Assigned task -> Each line with the word "display" must appear in the answer, copied from the records.

** Source data follows **

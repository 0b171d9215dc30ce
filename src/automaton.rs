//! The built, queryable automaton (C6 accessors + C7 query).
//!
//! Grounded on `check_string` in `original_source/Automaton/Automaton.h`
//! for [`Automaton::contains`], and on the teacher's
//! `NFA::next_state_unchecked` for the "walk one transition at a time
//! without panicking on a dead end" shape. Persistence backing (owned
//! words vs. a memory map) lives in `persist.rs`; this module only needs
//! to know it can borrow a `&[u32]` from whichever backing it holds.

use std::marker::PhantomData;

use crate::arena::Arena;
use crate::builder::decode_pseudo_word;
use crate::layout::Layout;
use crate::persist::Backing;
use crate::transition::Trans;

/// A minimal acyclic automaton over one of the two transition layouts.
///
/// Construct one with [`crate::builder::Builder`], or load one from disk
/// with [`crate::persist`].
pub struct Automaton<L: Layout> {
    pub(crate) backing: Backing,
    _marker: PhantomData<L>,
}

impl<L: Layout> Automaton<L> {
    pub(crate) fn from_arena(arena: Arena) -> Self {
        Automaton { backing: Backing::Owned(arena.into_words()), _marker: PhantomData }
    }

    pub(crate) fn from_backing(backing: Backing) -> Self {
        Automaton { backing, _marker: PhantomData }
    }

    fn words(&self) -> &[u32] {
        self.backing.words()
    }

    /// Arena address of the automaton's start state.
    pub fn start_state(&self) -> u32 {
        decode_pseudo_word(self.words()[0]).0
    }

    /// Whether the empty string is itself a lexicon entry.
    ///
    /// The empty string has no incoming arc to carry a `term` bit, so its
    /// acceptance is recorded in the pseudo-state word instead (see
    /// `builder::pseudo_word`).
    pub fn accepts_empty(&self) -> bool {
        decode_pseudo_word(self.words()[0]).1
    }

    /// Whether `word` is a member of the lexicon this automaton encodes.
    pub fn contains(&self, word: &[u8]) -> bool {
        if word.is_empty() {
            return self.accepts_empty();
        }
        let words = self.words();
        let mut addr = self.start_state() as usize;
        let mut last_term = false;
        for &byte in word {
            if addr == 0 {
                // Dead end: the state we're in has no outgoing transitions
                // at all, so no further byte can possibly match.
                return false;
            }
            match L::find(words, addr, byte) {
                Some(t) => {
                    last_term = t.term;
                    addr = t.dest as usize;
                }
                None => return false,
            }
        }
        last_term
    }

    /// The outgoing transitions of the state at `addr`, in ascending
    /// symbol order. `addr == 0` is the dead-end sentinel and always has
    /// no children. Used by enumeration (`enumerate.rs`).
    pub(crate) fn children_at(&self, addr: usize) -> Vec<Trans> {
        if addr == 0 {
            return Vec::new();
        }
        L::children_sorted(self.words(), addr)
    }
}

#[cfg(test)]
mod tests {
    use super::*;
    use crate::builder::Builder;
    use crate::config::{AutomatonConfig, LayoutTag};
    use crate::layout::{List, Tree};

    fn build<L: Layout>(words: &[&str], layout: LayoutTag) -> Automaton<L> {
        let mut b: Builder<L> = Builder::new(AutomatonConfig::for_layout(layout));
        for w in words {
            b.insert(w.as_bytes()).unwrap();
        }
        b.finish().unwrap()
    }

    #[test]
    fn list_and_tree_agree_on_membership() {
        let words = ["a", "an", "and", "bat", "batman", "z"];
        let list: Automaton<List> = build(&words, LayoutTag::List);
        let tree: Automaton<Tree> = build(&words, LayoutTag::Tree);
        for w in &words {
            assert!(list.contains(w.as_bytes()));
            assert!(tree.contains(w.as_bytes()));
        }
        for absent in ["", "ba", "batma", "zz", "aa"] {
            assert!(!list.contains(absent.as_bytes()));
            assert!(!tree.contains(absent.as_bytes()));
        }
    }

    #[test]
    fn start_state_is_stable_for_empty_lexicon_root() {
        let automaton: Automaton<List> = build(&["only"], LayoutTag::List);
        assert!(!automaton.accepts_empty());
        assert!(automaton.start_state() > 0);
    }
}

** End of Source data **
** Source data follows **

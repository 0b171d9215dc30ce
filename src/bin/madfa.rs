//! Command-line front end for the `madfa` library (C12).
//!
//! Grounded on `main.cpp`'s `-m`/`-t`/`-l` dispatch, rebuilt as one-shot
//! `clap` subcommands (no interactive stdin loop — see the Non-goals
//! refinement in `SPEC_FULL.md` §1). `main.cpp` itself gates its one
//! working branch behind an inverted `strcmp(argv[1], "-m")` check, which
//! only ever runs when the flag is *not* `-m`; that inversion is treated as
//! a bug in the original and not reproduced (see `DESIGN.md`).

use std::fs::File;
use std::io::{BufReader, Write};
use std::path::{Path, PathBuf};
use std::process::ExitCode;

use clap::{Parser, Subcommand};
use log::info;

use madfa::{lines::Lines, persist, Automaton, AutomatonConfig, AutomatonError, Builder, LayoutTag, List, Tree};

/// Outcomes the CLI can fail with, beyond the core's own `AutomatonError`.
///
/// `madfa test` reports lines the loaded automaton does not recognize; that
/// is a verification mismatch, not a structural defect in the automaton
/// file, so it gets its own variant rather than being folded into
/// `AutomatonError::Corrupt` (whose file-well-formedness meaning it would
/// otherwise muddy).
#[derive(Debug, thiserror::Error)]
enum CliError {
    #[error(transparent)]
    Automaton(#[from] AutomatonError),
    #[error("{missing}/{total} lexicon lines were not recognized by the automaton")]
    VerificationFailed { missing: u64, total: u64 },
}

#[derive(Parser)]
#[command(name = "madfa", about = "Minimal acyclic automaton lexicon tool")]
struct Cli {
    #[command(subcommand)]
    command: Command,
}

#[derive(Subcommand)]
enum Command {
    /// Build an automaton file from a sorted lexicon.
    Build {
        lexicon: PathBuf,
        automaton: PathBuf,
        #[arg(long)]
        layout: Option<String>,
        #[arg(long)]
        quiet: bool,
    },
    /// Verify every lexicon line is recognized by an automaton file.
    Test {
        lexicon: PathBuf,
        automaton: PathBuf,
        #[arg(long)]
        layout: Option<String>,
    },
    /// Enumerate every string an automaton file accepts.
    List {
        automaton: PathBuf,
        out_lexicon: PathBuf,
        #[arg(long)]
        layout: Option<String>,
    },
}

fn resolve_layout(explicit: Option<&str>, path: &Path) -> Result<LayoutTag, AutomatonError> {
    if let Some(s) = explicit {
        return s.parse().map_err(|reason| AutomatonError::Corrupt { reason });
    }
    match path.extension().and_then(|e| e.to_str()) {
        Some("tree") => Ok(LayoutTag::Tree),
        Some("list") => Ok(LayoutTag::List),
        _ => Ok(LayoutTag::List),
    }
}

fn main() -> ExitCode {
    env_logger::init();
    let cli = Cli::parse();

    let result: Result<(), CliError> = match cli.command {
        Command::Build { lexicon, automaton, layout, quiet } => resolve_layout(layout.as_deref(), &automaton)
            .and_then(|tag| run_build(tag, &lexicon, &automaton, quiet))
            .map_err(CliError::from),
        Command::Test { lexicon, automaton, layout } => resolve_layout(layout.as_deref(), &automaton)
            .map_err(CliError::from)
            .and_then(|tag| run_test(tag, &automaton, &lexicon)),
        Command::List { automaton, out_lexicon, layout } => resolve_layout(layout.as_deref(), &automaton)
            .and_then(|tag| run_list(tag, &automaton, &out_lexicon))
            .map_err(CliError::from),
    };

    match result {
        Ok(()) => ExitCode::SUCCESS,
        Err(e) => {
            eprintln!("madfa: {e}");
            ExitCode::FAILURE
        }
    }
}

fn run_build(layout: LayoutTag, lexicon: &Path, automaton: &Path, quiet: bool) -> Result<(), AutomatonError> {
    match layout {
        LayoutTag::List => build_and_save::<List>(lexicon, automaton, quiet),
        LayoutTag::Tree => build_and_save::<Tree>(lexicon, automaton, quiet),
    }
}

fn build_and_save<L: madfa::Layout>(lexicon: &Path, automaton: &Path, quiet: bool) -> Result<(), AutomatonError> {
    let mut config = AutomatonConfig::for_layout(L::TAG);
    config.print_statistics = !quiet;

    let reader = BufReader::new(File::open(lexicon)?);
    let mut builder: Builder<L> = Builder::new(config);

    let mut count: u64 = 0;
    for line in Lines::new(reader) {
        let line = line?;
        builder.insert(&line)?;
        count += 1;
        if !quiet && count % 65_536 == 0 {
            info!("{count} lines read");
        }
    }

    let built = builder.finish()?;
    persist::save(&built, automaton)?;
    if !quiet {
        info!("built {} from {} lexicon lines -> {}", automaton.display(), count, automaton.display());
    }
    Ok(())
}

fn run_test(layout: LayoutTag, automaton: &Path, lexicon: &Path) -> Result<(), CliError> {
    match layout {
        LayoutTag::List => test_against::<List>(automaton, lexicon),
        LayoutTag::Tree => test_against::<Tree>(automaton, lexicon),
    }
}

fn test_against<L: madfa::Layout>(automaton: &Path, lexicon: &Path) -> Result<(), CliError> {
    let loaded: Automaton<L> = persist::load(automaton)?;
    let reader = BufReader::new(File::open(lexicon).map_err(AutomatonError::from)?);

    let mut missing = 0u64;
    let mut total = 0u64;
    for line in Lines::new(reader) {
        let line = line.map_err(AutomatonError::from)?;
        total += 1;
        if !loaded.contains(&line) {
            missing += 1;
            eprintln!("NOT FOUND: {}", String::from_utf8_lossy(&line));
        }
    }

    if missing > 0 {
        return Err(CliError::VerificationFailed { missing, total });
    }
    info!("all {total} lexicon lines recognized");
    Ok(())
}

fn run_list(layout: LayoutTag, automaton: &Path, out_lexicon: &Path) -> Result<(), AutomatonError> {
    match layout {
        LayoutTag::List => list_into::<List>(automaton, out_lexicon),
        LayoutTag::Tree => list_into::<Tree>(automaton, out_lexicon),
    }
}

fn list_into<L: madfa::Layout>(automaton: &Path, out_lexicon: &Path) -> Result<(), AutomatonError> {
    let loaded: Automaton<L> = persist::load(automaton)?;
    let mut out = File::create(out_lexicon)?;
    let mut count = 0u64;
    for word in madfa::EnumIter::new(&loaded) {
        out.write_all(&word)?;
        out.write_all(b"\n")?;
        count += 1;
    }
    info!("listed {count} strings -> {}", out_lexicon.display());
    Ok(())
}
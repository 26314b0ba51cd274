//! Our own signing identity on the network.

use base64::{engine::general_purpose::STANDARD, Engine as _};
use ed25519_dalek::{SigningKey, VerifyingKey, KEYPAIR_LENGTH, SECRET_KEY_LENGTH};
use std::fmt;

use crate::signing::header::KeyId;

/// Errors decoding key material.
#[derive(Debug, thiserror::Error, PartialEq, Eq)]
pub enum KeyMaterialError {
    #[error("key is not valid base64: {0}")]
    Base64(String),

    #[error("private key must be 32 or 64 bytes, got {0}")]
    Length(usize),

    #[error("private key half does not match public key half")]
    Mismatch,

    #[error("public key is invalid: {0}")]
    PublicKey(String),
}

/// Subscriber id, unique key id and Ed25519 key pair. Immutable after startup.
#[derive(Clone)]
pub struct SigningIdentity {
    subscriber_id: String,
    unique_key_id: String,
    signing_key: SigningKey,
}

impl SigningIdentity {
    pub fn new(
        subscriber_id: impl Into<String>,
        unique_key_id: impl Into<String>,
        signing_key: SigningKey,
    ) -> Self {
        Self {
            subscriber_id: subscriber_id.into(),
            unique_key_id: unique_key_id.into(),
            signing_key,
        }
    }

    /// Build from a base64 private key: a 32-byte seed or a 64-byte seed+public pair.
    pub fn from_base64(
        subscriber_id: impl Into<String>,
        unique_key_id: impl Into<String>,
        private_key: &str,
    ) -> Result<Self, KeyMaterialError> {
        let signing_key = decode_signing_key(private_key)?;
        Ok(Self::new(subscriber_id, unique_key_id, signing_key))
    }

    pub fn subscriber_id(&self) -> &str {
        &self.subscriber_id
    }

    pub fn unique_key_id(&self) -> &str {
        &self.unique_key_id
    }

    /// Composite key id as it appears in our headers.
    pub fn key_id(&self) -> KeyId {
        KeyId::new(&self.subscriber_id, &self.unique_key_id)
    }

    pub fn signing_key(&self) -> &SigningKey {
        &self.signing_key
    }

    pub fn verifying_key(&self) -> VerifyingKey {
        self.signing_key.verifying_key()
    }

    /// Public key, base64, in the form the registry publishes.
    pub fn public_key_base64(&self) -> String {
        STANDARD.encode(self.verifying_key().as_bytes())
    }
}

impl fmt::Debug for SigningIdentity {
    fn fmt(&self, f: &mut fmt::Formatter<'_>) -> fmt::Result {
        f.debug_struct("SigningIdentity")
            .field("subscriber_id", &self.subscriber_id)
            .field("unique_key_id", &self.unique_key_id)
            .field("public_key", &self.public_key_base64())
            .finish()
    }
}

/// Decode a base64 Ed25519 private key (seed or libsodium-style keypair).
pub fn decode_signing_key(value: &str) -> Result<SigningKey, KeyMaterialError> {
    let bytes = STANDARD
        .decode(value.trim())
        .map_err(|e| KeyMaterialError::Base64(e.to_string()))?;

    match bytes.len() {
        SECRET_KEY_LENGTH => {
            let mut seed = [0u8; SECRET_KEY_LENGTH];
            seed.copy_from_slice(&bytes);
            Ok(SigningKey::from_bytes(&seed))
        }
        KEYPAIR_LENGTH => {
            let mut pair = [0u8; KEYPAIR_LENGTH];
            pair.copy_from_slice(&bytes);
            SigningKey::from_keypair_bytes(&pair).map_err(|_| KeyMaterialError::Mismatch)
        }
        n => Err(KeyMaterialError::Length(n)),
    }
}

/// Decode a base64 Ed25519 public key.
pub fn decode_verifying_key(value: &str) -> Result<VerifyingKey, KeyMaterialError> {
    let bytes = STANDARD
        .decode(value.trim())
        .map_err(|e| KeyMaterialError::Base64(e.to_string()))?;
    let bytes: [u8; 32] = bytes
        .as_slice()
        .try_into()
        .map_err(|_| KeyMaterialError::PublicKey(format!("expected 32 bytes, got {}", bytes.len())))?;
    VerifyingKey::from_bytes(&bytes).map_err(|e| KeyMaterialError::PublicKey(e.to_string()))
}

** End of Source data **
** Source data follows **

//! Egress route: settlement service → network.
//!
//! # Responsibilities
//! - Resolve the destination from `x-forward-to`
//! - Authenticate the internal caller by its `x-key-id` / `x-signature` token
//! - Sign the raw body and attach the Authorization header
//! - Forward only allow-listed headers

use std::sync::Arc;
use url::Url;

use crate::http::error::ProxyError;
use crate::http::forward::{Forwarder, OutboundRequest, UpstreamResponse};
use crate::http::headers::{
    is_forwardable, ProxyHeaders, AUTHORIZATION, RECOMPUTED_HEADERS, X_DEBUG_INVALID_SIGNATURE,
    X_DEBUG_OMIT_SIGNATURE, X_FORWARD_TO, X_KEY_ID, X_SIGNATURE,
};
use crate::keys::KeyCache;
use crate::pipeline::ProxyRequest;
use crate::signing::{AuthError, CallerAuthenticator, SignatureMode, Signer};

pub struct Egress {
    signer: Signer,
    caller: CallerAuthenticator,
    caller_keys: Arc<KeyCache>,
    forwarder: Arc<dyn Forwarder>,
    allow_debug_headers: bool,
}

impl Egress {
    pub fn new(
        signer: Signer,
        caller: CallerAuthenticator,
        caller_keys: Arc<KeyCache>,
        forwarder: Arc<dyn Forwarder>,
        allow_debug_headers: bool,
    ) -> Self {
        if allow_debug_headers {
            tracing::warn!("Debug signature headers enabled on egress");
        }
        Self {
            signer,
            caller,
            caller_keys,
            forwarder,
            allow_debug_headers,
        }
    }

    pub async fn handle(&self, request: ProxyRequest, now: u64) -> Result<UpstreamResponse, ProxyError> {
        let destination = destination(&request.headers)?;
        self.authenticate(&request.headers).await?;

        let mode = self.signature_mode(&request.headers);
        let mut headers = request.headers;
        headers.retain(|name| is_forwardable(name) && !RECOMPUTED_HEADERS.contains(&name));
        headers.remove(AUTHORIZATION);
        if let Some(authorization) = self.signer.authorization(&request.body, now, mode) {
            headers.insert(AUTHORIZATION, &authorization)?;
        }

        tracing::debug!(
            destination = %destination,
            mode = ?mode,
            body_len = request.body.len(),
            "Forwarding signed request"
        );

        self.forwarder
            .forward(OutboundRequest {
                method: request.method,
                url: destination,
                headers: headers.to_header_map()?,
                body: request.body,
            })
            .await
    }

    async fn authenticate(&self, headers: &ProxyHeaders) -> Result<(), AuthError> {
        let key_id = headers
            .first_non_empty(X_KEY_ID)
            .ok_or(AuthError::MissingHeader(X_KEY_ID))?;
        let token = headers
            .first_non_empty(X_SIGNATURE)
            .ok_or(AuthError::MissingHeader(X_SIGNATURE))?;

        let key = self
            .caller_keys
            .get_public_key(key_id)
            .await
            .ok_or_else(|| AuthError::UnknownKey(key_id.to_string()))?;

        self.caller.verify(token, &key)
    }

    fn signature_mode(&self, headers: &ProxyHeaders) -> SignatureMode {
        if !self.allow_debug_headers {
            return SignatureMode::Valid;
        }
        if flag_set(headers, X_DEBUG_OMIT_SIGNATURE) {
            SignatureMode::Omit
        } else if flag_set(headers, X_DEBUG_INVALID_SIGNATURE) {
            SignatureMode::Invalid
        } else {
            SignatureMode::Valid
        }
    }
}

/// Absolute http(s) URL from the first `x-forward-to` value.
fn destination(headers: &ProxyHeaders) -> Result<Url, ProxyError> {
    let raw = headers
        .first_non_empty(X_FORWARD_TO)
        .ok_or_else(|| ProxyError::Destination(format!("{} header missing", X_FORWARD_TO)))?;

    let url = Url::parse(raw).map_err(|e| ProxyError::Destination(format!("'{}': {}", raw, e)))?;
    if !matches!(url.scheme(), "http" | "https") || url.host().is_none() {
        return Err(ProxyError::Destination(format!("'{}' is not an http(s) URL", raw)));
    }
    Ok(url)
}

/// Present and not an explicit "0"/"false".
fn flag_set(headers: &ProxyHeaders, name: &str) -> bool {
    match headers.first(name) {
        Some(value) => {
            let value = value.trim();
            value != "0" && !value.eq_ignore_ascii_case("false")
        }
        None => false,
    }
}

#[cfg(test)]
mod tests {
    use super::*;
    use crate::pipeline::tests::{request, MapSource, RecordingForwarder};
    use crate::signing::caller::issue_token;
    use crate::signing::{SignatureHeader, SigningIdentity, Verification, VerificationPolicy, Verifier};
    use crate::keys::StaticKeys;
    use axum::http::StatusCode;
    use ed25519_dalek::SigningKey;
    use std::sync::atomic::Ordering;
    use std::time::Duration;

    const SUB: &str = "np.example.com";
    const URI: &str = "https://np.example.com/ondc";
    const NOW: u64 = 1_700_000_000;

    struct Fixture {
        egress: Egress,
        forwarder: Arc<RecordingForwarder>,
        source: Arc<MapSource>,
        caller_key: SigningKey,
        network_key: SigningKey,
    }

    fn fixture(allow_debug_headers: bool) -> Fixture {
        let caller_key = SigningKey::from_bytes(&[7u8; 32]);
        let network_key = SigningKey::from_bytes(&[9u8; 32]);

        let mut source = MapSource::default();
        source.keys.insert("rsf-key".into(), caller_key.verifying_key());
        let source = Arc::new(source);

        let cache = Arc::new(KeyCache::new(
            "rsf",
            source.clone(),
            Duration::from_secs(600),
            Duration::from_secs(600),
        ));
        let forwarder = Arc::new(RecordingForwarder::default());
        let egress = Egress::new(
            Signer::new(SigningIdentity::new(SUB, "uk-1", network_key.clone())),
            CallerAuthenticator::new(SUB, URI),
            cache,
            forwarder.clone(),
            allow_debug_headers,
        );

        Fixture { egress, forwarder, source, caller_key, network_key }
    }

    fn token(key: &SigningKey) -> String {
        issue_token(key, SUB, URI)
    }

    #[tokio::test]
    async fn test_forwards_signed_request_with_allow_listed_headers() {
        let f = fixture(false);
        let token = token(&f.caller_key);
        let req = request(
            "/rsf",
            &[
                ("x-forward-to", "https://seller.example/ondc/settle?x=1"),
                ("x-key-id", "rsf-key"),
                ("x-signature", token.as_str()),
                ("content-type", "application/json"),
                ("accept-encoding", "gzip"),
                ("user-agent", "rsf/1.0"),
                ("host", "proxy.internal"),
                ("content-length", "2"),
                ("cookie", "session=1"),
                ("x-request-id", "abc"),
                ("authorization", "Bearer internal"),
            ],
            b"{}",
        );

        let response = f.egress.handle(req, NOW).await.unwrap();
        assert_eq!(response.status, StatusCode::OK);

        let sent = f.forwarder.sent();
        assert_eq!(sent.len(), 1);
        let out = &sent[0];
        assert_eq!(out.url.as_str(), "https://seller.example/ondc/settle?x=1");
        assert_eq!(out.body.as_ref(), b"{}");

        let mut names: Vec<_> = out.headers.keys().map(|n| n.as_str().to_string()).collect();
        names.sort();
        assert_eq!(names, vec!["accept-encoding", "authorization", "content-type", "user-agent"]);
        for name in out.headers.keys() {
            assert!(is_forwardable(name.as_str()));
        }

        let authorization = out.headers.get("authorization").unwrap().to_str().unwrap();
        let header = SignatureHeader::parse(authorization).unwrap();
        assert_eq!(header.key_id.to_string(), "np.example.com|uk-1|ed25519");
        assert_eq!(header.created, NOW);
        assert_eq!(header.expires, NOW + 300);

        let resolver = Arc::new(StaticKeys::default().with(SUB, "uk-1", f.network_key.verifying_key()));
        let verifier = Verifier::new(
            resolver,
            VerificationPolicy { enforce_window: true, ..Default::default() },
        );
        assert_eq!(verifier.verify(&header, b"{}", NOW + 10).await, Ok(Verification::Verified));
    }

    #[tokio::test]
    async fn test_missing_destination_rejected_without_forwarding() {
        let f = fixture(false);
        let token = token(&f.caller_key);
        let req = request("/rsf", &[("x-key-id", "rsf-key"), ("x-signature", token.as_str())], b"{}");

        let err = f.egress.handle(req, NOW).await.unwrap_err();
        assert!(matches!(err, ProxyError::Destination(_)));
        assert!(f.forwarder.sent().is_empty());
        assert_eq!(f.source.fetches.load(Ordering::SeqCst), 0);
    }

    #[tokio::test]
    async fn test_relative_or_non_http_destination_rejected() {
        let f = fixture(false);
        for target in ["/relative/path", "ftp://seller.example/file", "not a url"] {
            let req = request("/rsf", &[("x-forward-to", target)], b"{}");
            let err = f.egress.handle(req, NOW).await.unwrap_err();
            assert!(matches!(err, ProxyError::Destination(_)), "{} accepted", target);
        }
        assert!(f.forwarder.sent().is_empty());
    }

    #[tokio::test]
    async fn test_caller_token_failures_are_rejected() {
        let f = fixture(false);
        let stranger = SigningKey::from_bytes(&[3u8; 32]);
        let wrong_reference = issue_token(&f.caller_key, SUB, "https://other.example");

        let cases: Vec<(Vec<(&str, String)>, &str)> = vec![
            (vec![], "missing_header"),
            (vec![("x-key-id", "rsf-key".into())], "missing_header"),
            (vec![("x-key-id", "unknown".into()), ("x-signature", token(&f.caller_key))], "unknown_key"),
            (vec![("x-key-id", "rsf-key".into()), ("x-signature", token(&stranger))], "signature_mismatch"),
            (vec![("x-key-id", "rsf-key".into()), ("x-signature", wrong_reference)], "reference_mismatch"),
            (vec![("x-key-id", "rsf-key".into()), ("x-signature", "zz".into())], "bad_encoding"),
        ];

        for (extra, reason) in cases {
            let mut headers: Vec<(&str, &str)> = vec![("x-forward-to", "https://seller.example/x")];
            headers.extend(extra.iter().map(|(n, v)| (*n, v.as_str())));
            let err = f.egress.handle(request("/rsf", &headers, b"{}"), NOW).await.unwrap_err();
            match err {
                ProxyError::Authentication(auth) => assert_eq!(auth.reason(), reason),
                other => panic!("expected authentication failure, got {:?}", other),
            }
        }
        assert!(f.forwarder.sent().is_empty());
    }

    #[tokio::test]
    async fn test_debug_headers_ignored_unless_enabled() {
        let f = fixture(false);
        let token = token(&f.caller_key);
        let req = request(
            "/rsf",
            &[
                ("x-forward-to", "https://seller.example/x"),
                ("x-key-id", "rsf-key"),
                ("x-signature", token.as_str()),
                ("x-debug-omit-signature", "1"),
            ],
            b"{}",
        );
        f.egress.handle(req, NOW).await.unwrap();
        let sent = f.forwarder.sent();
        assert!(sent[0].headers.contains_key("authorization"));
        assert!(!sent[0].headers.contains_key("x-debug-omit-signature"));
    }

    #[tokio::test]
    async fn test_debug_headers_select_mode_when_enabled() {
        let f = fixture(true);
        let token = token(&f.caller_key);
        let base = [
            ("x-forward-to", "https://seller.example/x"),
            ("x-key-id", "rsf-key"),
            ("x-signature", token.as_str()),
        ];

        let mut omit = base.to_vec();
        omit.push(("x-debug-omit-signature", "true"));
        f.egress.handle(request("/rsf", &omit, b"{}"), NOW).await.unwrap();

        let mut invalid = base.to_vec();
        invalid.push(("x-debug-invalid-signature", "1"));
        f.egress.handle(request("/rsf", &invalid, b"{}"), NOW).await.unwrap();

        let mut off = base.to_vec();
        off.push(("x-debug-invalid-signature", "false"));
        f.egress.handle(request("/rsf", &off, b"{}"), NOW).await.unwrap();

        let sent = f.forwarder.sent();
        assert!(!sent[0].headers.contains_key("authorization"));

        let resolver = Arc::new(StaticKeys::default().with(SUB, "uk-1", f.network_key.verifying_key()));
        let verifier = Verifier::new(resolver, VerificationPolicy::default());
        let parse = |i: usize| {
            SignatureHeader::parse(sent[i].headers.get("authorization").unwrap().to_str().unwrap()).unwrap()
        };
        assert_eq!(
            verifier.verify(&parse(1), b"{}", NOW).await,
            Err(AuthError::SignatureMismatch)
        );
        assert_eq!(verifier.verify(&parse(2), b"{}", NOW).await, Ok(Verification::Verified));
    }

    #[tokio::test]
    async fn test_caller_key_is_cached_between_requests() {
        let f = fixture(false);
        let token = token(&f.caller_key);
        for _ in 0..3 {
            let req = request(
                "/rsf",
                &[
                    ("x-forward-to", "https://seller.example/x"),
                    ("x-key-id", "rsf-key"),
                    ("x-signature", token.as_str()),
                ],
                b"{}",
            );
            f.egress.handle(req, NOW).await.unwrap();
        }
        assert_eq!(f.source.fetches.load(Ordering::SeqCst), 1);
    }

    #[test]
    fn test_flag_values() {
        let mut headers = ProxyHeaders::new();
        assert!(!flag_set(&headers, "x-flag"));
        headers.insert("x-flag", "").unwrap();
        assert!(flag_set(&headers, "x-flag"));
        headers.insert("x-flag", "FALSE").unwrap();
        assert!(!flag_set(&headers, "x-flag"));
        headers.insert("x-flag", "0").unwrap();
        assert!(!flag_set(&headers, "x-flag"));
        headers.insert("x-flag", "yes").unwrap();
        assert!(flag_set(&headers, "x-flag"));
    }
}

** End of Source data **

Solution to the problem ->
        info!("built {} from {} lexicon lines -> {}", automaton.display(), count, automaton.display());
    info!("listed {count} strings -> {}", out_lexicon.display());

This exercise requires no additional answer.